→ **DIRECTIONS**
Copy out all lines from the material that contain the string "filename".

=======

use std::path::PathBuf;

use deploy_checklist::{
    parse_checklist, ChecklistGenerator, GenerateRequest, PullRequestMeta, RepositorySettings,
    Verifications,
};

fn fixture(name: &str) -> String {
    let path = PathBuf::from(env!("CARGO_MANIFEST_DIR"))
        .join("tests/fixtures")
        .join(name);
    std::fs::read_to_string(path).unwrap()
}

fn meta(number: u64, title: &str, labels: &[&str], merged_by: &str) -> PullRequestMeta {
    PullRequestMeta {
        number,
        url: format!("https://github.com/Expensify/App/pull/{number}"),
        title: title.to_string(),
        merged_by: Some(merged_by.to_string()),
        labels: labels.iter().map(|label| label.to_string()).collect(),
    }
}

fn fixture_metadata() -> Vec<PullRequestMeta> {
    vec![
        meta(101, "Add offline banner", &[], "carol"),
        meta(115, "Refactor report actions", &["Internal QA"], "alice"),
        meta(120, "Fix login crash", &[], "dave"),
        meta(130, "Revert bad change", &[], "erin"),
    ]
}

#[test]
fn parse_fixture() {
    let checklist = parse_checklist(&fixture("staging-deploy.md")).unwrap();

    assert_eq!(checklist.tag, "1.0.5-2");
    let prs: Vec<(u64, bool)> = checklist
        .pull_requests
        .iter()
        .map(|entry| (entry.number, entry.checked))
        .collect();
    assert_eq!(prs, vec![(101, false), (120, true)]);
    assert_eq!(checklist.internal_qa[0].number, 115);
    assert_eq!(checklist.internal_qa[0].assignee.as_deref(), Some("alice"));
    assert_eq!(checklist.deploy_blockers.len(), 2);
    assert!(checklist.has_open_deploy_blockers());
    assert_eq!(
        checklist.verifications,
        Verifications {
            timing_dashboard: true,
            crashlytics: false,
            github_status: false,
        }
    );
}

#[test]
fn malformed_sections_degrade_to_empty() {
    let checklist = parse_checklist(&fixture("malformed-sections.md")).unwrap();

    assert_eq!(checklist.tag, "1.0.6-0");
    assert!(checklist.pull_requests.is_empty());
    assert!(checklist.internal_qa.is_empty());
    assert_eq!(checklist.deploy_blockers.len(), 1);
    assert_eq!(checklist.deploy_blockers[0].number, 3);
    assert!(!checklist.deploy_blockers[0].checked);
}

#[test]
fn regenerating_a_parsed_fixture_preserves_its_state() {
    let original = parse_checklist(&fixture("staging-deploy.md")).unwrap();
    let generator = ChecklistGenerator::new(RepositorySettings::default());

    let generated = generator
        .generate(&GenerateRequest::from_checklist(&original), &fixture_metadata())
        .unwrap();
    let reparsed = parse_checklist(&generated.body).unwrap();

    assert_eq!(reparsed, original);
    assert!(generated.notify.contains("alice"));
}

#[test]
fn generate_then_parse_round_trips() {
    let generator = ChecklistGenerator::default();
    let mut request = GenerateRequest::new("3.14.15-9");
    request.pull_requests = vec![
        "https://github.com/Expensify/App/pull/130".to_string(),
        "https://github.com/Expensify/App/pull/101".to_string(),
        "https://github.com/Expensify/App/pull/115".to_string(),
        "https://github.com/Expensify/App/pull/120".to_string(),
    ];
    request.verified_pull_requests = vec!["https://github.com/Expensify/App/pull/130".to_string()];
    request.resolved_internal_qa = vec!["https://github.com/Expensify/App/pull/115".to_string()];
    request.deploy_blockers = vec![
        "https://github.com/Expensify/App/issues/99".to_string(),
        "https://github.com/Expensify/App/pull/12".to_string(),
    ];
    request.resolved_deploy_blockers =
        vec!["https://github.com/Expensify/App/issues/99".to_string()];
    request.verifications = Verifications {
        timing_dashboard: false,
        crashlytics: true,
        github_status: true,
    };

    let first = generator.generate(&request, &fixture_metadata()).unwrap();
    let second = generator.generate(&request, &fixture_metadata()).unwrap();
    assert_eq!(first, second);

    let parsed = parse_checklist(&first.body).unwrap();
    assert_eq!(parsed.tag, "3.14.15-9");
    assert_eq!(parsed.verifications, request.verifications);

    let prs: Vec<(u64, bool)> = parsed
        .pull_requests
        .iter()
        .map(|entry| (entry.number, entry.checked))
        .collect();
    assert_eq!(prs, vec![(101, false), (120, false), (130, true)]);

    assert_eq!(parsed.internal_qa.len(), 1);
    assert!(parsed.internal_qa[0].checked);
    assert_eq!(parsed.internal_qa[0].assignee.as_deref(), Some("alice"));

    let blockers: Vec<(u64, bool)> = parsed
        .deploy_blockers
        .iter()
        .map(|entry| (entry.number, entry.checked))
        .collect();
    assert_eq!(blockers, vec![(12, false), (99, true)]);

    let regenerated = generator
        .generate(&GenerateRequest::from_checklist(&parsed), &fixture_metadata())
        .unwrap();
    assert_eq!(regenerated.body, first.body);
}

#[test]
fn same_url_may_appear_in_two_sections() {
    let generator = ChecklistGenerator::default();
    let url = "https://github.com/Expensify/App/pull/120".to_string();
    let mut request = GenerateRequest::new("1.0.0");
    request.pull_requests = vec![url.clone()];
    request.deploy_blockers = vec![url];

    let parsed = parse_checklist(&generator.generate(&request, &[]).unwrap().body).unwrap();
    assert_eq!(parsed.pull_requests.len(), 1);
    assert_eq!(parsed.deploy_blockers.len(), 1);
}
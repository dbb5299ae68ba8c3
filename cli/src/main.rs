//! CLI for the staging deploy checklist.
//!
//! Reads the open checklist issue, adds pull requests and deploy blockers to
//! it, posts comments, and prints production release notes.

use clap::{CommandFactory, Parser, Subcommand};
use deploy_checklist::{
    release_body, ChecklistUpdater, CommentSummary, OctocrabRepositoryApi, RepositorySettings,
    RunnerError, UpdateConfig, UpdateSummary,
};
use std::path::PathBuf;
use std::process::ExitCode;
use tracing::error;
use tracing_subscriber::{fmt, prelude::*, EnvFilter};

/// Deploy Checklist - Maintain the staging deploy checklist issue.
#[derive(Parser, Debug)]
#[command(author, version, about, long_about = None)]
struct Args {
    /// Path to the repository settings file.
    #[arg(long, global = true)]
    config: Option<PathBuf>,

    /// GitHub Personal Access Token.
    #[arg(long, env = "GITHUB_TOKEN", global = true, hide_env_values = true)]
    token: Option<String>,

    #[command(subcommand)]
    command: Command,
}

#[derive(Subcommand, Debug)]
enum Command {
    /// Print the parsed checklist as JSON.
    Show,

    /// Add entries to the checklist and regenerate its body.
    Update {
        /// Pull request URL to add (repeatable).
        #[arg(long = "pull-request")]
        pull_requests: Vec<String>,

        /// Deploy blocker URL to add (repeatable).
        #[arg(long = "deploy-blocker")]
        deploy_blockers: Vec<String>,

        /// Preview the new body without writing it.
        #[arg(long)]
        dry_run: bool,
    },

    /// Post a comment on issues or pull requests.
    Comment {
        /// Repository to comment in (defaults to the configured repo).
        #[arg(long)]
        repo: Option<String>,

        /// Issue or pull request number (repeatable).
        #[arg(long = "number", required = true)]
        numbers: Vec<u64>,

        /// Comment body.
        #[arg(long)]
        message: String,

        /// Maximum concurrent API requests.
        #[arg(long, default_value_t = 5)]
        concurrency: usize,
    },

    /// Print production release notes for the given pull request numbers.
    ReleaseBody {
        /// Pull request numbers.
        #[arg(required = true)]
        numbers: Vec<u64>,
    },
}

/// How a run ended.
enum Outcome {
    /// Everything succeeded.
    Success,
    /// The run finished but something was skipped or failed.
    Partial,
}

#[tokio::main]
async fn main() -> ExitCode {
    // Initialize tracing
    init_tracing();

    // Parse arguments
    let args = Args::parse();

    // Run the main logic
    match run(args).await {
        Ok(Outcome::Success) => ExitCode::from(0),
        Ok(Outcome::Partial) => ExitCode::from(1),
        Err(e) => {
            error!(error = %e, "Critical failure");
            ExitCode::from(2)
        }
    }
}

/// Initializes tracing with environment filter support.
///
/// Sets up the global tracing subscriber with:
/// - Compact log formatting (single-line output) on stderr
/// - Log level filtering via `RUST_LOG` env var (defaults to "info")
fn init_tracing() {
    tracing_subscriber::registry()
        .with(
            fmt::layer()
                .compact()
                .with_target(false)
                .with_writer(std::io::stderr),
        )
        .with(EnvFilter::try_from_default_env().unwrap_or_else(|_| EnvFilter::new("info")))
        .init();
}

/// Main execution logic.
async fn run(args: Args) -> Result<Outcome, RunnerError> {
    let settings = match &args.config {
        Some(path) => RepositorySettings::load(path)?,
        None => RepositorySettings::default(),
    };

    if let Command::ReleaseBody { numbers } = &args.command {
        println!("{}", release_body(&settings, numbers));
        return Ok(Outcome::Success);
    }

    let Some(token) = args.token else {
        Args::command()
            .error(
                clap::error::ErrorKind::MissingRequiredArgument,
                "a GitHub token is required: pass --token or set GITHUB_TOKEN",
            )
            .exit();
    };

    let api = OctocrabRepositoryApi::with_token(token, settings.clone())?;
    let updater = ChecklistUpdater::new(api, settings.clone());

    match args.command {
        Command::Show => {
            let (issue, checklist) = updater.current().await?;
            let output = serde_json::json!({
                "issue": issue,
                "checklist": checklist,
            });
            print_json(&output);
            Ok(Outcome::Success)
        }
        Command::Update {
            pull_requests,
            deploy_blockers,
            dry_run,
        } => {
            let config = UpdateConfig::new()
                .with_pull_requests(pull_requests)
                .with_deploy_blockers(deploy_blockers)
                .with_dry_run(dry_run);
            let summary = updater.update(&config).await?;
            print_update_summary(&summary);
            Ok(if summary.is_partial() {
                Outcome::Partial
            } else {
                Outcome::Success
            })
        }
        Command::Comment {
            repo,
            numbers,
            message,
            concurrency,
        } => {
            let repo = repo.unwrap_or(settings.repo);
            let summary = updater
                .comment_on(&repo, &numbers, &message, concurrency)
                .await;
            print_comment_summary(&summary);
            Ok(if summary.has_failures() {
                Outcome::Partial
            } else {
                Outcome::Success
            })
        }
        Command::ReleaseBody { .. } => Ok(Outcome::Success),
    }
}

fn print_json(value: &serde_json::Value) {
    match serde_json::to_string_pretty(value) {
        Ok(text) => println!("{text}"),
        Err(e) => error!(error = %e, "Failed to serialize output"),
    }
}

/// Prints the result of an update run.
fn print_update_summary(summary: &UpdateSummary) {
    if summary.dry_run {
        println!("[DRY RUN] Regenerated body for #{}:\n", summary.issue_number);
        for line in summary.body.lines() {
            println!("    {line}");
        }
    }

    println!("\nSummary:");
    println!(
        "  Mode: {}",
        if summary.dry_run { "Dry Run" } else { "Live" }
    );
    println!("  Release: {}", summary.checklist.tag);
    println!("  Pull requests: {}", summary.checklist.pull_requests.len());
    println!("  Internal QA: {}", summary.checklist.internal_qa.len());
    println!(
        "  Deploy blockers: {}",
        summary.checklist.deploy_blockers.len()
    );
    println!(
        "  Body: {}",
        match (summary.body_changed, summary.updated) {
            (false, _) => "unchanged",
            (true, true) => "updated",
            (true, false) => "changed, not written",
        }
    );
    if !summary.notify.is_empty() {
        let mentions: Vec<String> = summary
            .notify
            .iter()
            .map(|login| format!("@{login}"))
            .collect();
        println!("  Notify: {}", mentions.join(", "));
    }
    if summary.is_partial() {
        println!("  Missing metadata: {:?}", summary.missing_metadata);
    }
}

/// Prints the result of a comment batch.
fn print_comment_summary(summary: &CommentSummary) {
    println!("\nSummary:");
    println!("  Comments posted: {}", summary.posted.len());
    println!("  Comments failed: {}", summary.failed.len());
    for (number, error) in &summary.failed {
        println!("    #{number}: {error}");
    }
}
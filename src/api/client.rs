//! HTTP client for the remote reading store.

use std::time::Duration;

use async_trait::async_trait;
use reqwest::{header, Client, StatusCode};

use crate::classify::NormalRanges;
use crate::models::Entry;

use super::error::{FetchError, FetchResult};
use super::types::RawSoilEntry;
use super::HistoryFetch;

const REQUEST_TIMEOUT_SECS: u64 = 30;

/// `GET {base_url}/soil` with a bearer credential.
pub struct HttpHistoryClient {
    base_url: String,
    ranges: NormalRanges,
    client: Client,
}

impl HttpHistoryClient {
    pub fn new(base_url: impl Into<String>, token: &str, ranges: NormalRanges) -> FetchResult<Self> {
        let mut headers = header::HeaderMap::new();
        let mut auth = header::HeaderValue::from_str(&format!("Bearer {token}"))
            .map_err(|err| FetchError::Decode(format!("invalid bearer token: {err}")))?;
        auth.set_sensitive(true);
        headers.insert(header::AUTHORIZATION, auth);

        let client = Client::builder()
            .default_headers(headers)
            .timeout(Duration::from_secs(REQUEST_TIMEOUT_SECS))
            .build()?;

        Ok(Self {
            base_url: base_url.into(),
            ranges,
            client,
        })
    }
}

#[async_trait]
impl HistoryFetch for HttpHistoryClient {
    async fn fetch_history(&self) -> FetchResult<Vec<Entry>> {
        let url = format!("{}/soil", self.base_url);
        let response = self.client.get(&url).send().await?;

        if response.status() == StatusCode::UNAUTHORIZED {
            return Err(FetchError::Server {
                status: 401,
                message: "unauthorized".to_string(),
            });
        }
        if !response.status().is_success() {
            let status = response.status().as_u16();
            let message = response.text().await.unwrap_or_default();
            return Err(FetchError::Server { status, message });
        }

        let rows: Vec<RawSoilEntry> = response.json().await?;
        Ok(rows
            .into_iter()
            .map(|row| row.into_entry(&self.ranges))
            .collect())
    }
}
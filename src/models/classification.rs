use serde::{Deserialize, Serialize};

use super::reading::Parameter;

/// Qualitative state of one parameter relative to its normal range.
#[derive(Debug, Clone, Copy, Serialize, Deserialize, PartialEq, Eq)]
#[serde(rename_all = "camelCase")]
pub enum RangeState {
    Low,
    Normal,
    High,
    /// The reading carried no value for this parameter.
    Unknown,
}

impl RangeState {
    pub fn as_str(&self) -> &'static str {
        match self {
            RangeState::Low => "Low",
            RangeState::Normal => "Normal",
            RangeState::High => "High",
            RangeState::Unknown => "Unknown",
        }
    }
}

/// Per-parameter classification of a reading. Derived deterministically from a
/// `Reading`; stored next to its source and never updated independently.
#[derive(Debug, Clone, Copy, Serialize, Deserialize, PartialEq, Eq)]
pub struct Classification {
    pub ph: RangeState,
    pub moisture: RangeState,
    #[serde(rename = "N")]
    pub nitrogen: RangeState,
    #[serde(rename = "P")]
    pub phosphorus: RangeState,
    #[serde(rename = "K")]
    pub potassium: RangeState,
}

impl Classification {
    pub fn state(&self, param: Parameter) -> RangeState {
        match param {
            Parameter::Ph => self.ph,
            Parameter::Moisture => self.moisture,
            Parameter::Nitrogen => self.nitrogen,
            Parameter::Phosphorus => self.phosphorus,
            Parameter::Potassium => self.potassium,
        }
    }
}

=======

→ **RESULT**
filename cli/src/main.rs
filename src/api/client.rs
filename src/models/classification.rs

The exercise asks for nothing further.